▶ _Description of the task_
Retype exactly the lines below, beginning with the first and ending with the line where "siblings, locale filter" appears.

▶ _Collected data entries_
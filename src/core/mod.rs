// ─── mc-lang-sync Core ───
// Mirrors Minecraft language files into a git-tracked tree.
//
// Architecture:
//   core/
//     credentials/ CIK_DATA decoding + CikExtractor driver
//     downloader/  Streamed downloads with SHA-1 validation
//     bedrock/     Catalog, package fetch, extraction, organise, merge
//     java/        Mojang manifest, client jar, asset index
//     lang/        .lang parsing, JSON siblings, locale filter
//     sync/        CI driver, git commits, Actions output
//     state/       Resolved settings

pub mod bedrock;
pub mod credentials;
pub mod downloader;
pub mod error;
pub mod http;
pub mod java;
pub mod lang;
pub mod ledger;
pub mod staging;
pub mod state;
pub mod sync;
pub mod version;
use std::path::PathBuf;
use std::process::{Command, Output};

use tracing::{debug, info};

use crate::core::error::{SyncError, SyncResult};

/// Records finished versions in source control.
pub trait Committer: Send + Sync {
    /// Stage everything and commit. Returns `false` when there was nothing
    /// to commit.
    fn commit(&self, message: &str) -> SyncResult<bool>;
    fn push(&self) -> SyncResult<()>;
}

/// Shells out to `git` in the repository root.
pub struct GitCommitter {
    repo_dir: PathBuf,
}

impl GitCommitter {
    pub fn new(repo_dir: PathBuf) -> Self {
        Self { repo_dir }
    }

    fn git(&self, args: &[&str]) -> SyncResult<Output> {
        debug!("git {}", args.join(" "));
        Command::new("git")
            .args(args)
            .current_dir(&self.repo_dir)
            .output()
            .map_err(|e| SyncError::Git {
                command: args.join(" "),
                message: e.to_string(),
            })
    }

    fn git_checked(&self, args: &[&str]) -> SyncResult<Output> {
        let output = self.git(args)?;
        if !output.status.success() {
            return Err(SyncError::Git {
                command: args.join(" "),
                message: String::from_utf8_lossy(&output.stderr).trim().to_string(),
            });
        }
        Ok(output)
    }
}

impl Committer for GitCommitter {
    fn commit(&self, message: &str) -> SyncResult<bool> {
        self.git_checked(&["add", "-A", "."])?;
        // `diff --cached --quiet` exits 1 when something is staged.
        let staged = self.git(&["diff", "--cached", "--quiet"])?;
        match staged.status.code() {
            Some(0) => {
                info!("Nothing to commit for \"{}\"", message);
                return Ok(false);
            }
            Some(1) => {}
            _ => {
                return Err(SyncError::Git {
                    command: "diff --cached --quiet".into(),
                    message: String::from_utf8_lossy(&staged.stderr).trim().to_string(),
                })
            }
        }
        self.git_checked(&["commit", "-m", message])?;
        info!("Committed \"{}\"", message);
        Ok(true)
    }

    fn push(&self) -> SyncResult<()> {
        info!("Pushing commits");
        self.git_checked(&["push"])?;
        Ok(())
    }
}

#[cfg(test)]
pub(crate) mod tests {
    use super::*;
    use std::sync::Mutex;

    /// Keeps commit messages in memory.
    #[derive(Default)]
    pub(crate) struct RecordingCommitter {
        pub messages: Mutex<Vec<String>>,
        pub pushes: Mutex<u32>,
    }

    impl Committer for RecordingCommitter {
        fn commit(&self, message: &str) -> SyncResult<bool> {
            self.messages.lock().unwrap().push(message.to_string());
            Ok(true)
        }

        fn push(&self) -> SyncResult<()> {
            *self.pushes.lock().unwrap() += 1;
            Ok(())
        }
    }

    #[test]
    fn git_failures_are_source_control_errors() {
        let dir = tempfile::tempdir().unwrap();
        let committer = GitCommitter::new(dir.path().join("does-not-exist"));
        let err = committer.commit("Update").unwrap_err();
        assert_eq!(err.kind(), crate::core::error::ErrorKind::SourceControl);
    }
}
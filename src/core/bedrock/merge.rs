// ─── Merged Snapshots ───
// Collapses the per-pack language files of one extracted version into a
// single file per locale. Locales a version lacks are carried forward from
// the nearest older snapshot so every snapshot is complete on its own.

use std::collections::{BTreeMap, BTreeSet};
use std::path::{Path, PathBuf};

use serde_json::{Map, Value};
use tracing::{debug, info, warn};

use crate::core::error::{SyncError, SyncResult};
use crate::core::staging::{read_file, subdirectories, write_file, StagingDir};
use crate::core::version::{compare_versions, sort_versions};

/// Pack precedence; earlier packs win on duplicate keys. A trailing `*`
/// matches any pack with that prefix.
pub const MERGE_ORDER: &[&str] = &[
    "beta",
    "chemistry",
    "editor",
    "education",
    "education_*",
    "experimental_*",
    "oreui",
    "persona",
    "previewapp",
    "vanilla",
    "vanilla_*",
];

/// Order pack directory names for merging. Packs not named in
/// [`MERGE_ORDER`] follow in name order.
pub fn order_packs(mut packs: Vec<String>) -> Vec<String> {
    packs.sort();
    let mut ordered: Vec<String> = Vec::with_capacity(packs.len());

    for pattern in MERGE_ORDER {
        let matches: Vec<&String> = match pattern.strip_suffix('*') {
            Some(prefix) => packs.iter().filter(|p| p.starts_with(prefix)).collect(),
            None => packs.iter().filter(|p| p.as_str() == *pattern).collect(),
        };
        for pack in matches {
            if !ordered.contains(pack) {
                ordered.push(pack.clone());
            }
        }
    }
    for pack in packs {
        if !ordered.contains(&pack) {
            ordered.push(pack);
        }
    }
    ordered
}

/// Outcome of merging one version.
#[derive(Debug, Clone, Default, PartialEq, Eq)]
pub struct MergeReport {
    pub version: String,
    /// Locales built from this version's packs.
    pub merged: Vec<String>,
    /// Locales copied from an older snapshot, with the version they came from.
    pub carried: Vec<(String, String)>,
}

/// A merged snapshot waiting to replace `merged/<version>`.
pub struct StagedMerge {
    pub staging: StagingDir,
    pub report: MergeReport,
}

impl StagedMerge {
    pub fn promote(self) -> SyncResult<MergeReport> {
        self.staging.promote()?;
        Ok(self.report)
    }
}

pub struct Merger {
    extracted_dir: PathBuf,
    merged_dir: PathBuf,
}

impl Merger {
    pub fn new(extracted_dir: PathBuf, merged_dir: PathBuf) -> Self {
        Self {
            extracted_dir,
            merged_dir,
        }
    }

    /// Rebuild `merged/<version>` from `extracted/<version>`.
    pub fn merge(&self, version: &str) -> SyncResult<MergeReport> {
        let source = self.extracted_dir.join(version);
        if !source.is_dir() {
            return Err(SyncError::NotFound(format!(
                "no extracted files for Bedrock {version} at {source:?}"
            )));
        }
        self.stage(version, &source)?.promote()
    }

    /// Merge the pack directories under `source` into a staged snapshot for
    /// `version`. `source` may itself still be staged.
    pub fn stage(&self, version: &str, source: &Path) -> SyncResult<StagedMerge> {
        let packs = order_packs(subdirectories(source)?);
        debug!("Merge order for {}: {:?}", version, packs);

        let mut locales: BTreeMap<String, BTreeMap<String, Value>> = BTreeMap::new();
        for pack in &packs {
            for (locale, entries) in read_pack(&source.join(pack))? {
                let merged = locales.entry(locale).or_default();
                for (key, value) in entries {
                    merged.entry(key).or_insert(value);
                }
            }
        }

        let target = self.merged_dir.join(version);
        let staging = StagingDir::for_target(&target)?;
        let mut report = MergeReport {
            version: version.to_string(),
            ..Default::default()
        };

        for (locale, entries) in &locales {
            let json = serde_json::to_vec_pretty(entries)?;
            write_file(&staging.path().join(locale), &json)?;
            debug!("{}: {} keys", locale, entries.len());
            report.merged.push(locale.clone());
        }

        let present: BTreeSet<String> = locales.into_keys().collect();
        for (locale, from) in self.carry_forward(version, &present, staging.path())? {
            report.carried.push((locale, from));
        }

        if report.merged.is_empty() && report.carried.is_empty() {
            return Err(SyncError::Extraction(format!(
                "Bedrock {version} has no language files to merge"
            )));
        }

        info!(
            "Merged Bedrock {}: {} locales, {} carried forward",
            version,
            report.merged.len(),
            report.carried.len()
        );
        Ok(StagedMerge { staging, report })
    }

    /// Copy locales missing from `version` out of older snapshots, nearest
    /// first.
    fn carry_forward(
        &self,
        version: &str,
        present: &BTreeSet<String>,
        staging: &Path,
    ) -> SyncResult<Vec<(String, String)>> {
        let mut older: Vec<String> = subdirectories(&self.merged_dir)?
            .into_iter()
            .filter(|v| compare_versions(v, version).is_lt())
            .collect();
        sort_versions(&mut older);

        let mut seen = present.clone();
        let mut carried = Vec::new();
        for snapshot in older.iter().rev() {
            let dir = self.merged_dir.join(snapshot);
            for locale in json_files(&dir)? {
                if seen.contains(&locale) {
                    continue;
                }
                let bytes = read_file(&dir.join(&locale))?;
                write_file(&staging.join(&locale), &bytes)?;
                debug!("Carried {} forward from {}", locale, snapshot);
                seen.insert(locale.clone());
                carried.push((locale, snapshot.clone()));
            }
        }
        carried.sort();
        Ok(carried)
    }
}

/// `<locale>.json` → parsed entries for every JSON file directly in `dir`.
fn read_pack(dir: &Path) -> SyncResult<Vec<(String, Map<String, Value>)>> {
    let mut out = Vec::new();
    for name in json_files(dir)? {
        let path = dir.join(&name);
        match serde_json::from_slice::<Map<String, Value>>(&read_file(&path)?) {
            Ok(entries) => out.push((name, entries)),
            Err(e) => warn!("Skipping unreadable {:?}: {}", path, e),
        }
    }
    Ok(out)
}

fn json_files(dir: &Path) -> SyncResult<Vec<String>> {
    if !dir.is_dir() {
        return Ok(Vec::new());
    }
    let mut names = Vec::new();
    for entry in std::fs::read_dir(dir).map_err(|e| SyncError::io(dir, e))? {
        let entry = entry.map_err(|e| SyncError::io(dir, e))?;
        let name = entry.file_name().to_string_lossy().into_owned();
        if name.ends_with(".json") && entry.path().is_file() {
            names.push(name);
        }
    }
    names.sort();
    Ok(names)
}

#[cfg(test)]
mod tests {
    use super::*;

    fn strings(names: &[&str]) -> Vec<String> {
        names.iter().map(|s| s.to_string()).collect()
    }

    fn write_json(path: &Path, value: serde_json::Value) {
        write_file(path, &serde_json::to_vec_pretty(&value).unwrap()).unwrap();
    }

    #[test]
    fn packs_follow_priority_then_name() {
        let ordered = order_packs(strings(&[
            "vanilla_1.20.50",
            "zzz",
            "vanilla",
            "old",
            "experimental_armadillo",
            "beta",
            "education_demo",
            "vanilla_1.19.60",
        ]));
        assert_eq!(
            ordered,
            strings(&[
                "beta",
                "education_demo",
                "experimental_armadillo",
                "vanilla",
                "vanilla_1.19.60",
                "vanilla_1.20.50",
                "old",
                "zzz",
            ])
        );
    }

    #[test]
    fn first_pack_wins_and_keys_are_sorted() {
        let root = tempfile::tempdir().unwrap();
        let extracted = root.path().join("extracted");
        write_json(
            &extracted.join("1.20.1/vanilla/en_US.json"),
            serde_json::json!({"z.key": "vanilla", "shared": "vanilla"}),
        );
        write_json(
            &extracted.join("1.20.1/beta/en_US.json"),
            serde_json::json!({"shared": "beta", "a.key": "beta"}),
        );
        write_json(
            &extracted.join("1.20.1/old/de_DE.json"),
            serde_json::json!({"only": "old"}),
        );
        let merger = Merger::new(extracted, root.path().join("merged"));

        let report = merger.merge("1.20.1").unwrap();
        assert_eq!(report.merged, strings(&["de_DE.json", "en_US.json"]));

        let raw = std::fs::read_to_string(root.path().join("merged/1.20.1/en_US.json")).unwrap();
        assert_eq!(
            raw,
            "{\n  \"a.key\": \"beta\",\n  \"shared\": \"beta\",\n  \"z.key\": \"vanilla\"\n}"
        );
    }

    #[test]
    fn missing_locale_is_carried_from_nearest_older_snapshot() {
        let root = tempfile::tempdir().unwrap();
        let extracted = root.path().join("extracted");
        let merged = root.path().join("merged");
        write_json(&extracted.join("1.20.1/vanilla/en_US.json"), serde_json::json!({"a": "1"}));
        write_file(&merged.join("1.19.80/ja_JP.json"), b"{\"old\": \"1.19.80\"}").unwrap();
        write_file(&merged.join("1.20.0/ja_JP.json"), b"{\"old\": \"1.20.0\"}").unwrap();
        write_file(&merged.join("1.20.0/ko_KR.json"), b"{\"k\": \"1.20.0\"}").unwrap();
        write_file(&merged.join("1.20.0/en_US.json"), b"{\"a\": \"stale\"}").unwrap();
        write_file(&merged.join("1.21.0/fr_FR.json"), b"{\"newer\": true}").unwrap();

        let report = Merger::new(extracted, merged.clone()).merge("1.20.1").unwrap();

        assert_eq!(
            report.carried,
            vec![
                ("ja_JP.json".to_string(), "1.20.0".to_string()),
                ("ko_KR.json".to_string(), "1.20.0".to_string()),
            ]
        );
        assert_eq!(
            std::fs::read(merged.join("1.20.1/ja_JP.json")).unwrap(),
            std::fs::read(merged.join("1.20.0/ja_JP.json")).unwrap()
        );
        assert!(!merged.join("1.20.1/fr_FR.json").exists());
        let en = std::fs::read_to_string(merged.join("1.20.1/en_US.json")).unwrap();
        assert!(en.contains("\"1\""));
    }

    #[test]
    fn staged_merge_is_invisible_until_promoted() {
        let root = tempfile::tempdir().unwrap();
        let staged_source = root.path().join("work");
        write_json(&staged_source.join("vanilla/en_US.json"), serde_json::json!({"a": "1"}));
        let merged = root.path().join("merged");
        let merger = Merger::new(root.path().join("extracted"), merged.clone());

        let staged = merger.stage("1.20.1", &staged_source).unwrap();
        assert!(!merged.join("1.20.1").exists());
        let report = staged.promote().unwrap();

        assert_eq!(report.merged, strings(&["en_US.json"]));
        assert!(merged.join("1.20.1/en_US.json").is_file());
    }

    #[test]
    fn unknown_version_is_not_found() {
        let root = tempfile::tempdir().unwrap();
        let merger = Merger::new(root.path().join("extracted"), root.path().join("merged"));
        assert!(matches!(merger.merge("9.9.9"), Err(SyncError::NotFound(_))));
        assert!(!root.path().join("merged/9.9.9").exists());
    }
}
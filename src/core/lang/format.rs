// ─── .lang Format ───
// Minecraft `.lang` files are `key=value` lines with `#` comments. Bedrock
// appends trailing comments after a tab (`key=value\t#comment`).

use std::path::{Path, PathBuf};

use serde_json::{Map, Value};

use crate::core::error::{SyncError, SyncResult};

const BOM: char = '\u{feff}';

/// Parse `.lang` text into an insertion-ordered key/value map.
///
/// Blank lines, `#` comment lines and lines without `=` are skipped. A key
/// that appears twice keeps its first position and its last value.
pub fn parse_lang(content: &str) -> Map<String, Value> {
    let mut entries = Map::new();

    for raw in content.trim_start_matches(BOM).lines() {
        let line = raw.trim_end_matches('\r');
        let trimmed = line.trim_start();
        if trimmed.is_empty() || trimmed.starts_with('#') {
            continue;
        }
        let Some((key, value)) = line.split_once('=') else {
            continue;
        };
        let key = key.trim();
        if key.is_empty() {
            continue;
        }
        let value = match value.find("\t#") {
            Some(idx) => &value[..idx],
            None => value,
        };
        entries.insert(key.to_string(), Value::String(value.trim_end().to_string()));
    }

    entries
}

/// Render a language map the way every JSON file in the tree is written.
pub fn render_json(entries: &Map<String, Value>) -> SyncResult<Vec<u8>> {
    Ok(serde_json::to_vec_pretty(entries)?)
}

/// Write `<name>.json` next to a `.lang` file holding the parsed content.
pub fn write_json_sibling(lang_path: &Path, raw: &[u8]) -> SyncResult<PathBuf> {
    let text = String::from_utf8_lossy(raw);
    let json = render_json(&parse_lang(&text))?;
    let json_path = lang_path.with_extension("json");
    std::fs::write(&json_path, json).map_err(|e| SyncError::io(&json_path, e))?;
    Ok(json_path)
}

▶ _Answer_
filename src/core/mod.rs
// ─── mc-lang-sync Core ───
// Mirrors Minecraft language files into a git-tracked tree.
//
// Architecture:
//   core/
//     credentials/ CIK_DATA decoding + CikExtractor driver
//     downloader/  Streamed downloads with SHA-1 validation
//     bedrock/     Catalog, package fetch, extraction, organise, merge
//     java/        Mojang manifest, client jar, asset index
//     lang/        .lang parsing, JSON siblings, locale filter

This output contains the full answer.